In early or mild stage glaucoma, there will be very minimal, if any, loss of the retinal nerve fiber layer.
Treating Early or Mild Stage Glaucoma
In all cases of glaucoma, the treatment consists of medications or surgeries to lower the intraocular pressure.
For a mild case of glaucoma, it is recommended that the intraocular pressure be reduced by at least twenty to thirty percent from the highest pressure it has ever been.
Moderate Stage Glaucoma
Glaucoma that has progressed beyond early or mild stage is considered to be moderate stage glaucoma.
In this stage, there may be large visual field defects in one half of the vision either the upper or lower portion. These defects will likely result in symptoms of vision loss or constriction.
Additionally, moderate glaucoma will present with definite changes to the optic nerve when viewed in an eye exam.
In moderate glaucoma, the retinal nerve fiber layer will show significant loss and damage when tested and evaluated. This damage will correspond to the visual field defect.

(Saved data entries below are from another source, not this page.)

//! # docmd
//!
//! Convert PDF and DOCX documents to normalised Markdown.
//!
//! Extraction is delegated to established libraries (pdfium or pdf-extract
//! for PDFs, zip + quick-xml for DOCX). The output is then passed through a
//! formatting pass and an ordered, saturating find-and-replace
//! [`ReplaceStrategy`] that removes spacing artifacts such as runs of blank
//! lines.
//!
//! ## Pipeline Overview
//!
//! ```text
//! bytes
//!  │
//!  ├─ 1. Input     sniff PDF / DOCX from magic bytes or extension
//!  ├─ 2. Extract   pdfium glyphs → layout inference  |  OOXML → Markdown
//!  ├─ 3. Format    line endings, invisible chars, heading spacing
//!  ├─ 4. Replace   ordered rules, each applied to a fixpoint
//!  └─ 5. Output    Markdown + metadata + stats
//! ```
//!
//! ## Quick Start
//!
//! ```rust,no_run
//! use docmd::{convert_file, ConversionConfig};
//!
//! let output = convert_file("report.pdf", &ConversionConfig::default())?;
//! println!("{}", output.markdown);
//! eprintln!("{} pages via {}", output.stats.converted_pages, output.stats.engine);
//! # Ok::<(), docmd::DocMdError>(())
//! ```
//!
//! The byte-level shortcuts use the default configuration:
//!
//! ```rust
//! use docmd::{apply_strategy_replace, ReplaceStrategy};
//!
//! let strategy = ReplaceStrategy::new([("\n\n\n", "\n\n")]).unwrap();
//! assert_eq!(apply_strategy_replace("hello\n\n\n\nworld", &strategy), "hello\n\nworld");
//! ```
//!
//! ## Feature Flags
//!
//! | Feature | Default | Description |
//! |---------|---------|-------------|
//! | `cli`   | on      | Enables the `docmd` binary (clap + anyhow + tracing-subscriber + indicatif) |
//!
//! Disable `cli` when using only the library:
//! ```toml
//! docmd = { version = "0.1", default-features = false }
//! ```
//!
//! ## pdfium
//!
//! pdfium is loaded from `PDFIUM_LIB_PATH`, the working directory or the
//! system library path. Without it, [`PdfEngine::Auto`] falls back to
//! pdf-extract, which still infers headings from font sizes but cannot see
//! bold fonts.

// ── Modules ──────────────────────────────────────────────────────────────

pub mod config;
pub mod convert;
pub mod error;
pub mod output;
pub mod pipeline;
pub mod progress;
pub mod strategy;

// ── Re-exports ───────────────────────────────────────────────────────────

pub use config::{ConversionConfig, ConversionConfigBuilder, PageSelection, PageSeparator, PdfEngine};
pub use convert::{
    convert_bytes, convert_file, convert_to_file, docx_to_md, inspect, pdf_to_md, write_atomic,
};
pub use error::DocMdError;
pub use output::{ConversionOutput, ConversionStats, DocumentFormat, DocumentMetadata};
pub use progress::{ConversionProgressCallback, NoopProgressCallback, ProgressCallback};
pub use strategy::{apply_strategy_replace, ReplaceStrategy, Replacement, DEFAULT_RULES, MAX_PASSES};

Treating Moderate Glaucoma
To treat moderate stage glaucoma, it is recommended that the intraocular pressure be reduced by thirty to thirty-five percent of the highest it has ever been.
While the recommendation is at least thirty percent, many doctors will set a target of reducing the intraocular pressure more than this to prevent risk if there is any further progression.
Advanced or Severe Glaucoma
The most progressed cases of glaucoma are classified as advanced or severe stage glaucoma.
In these cases, there is a high risk of permanent vision loss and blindness.
The visual field defects of moderate glaucoma are seen in both the upper and lower halves, creating a single central island of vision.
In advanced glaucoma, there may also be visual field defects in the central visual field.
The optic nerve will be irreparably damaged and show signs of longstanding high pressure.
The retinal nerve fiber layer will have multiple areas of loss and thinning.
Treating Advanced or Severe Stage Glaucoma
Treating advanced or severe stage glaucoma is the most concerning, given the high risk of vision loss.
While a percent reduction of thirty-five to forty-five percent can be ideal, it is generally considered that intraocular pressure that is typically in the low teens and never greater than eighteen is the most protective from more progression.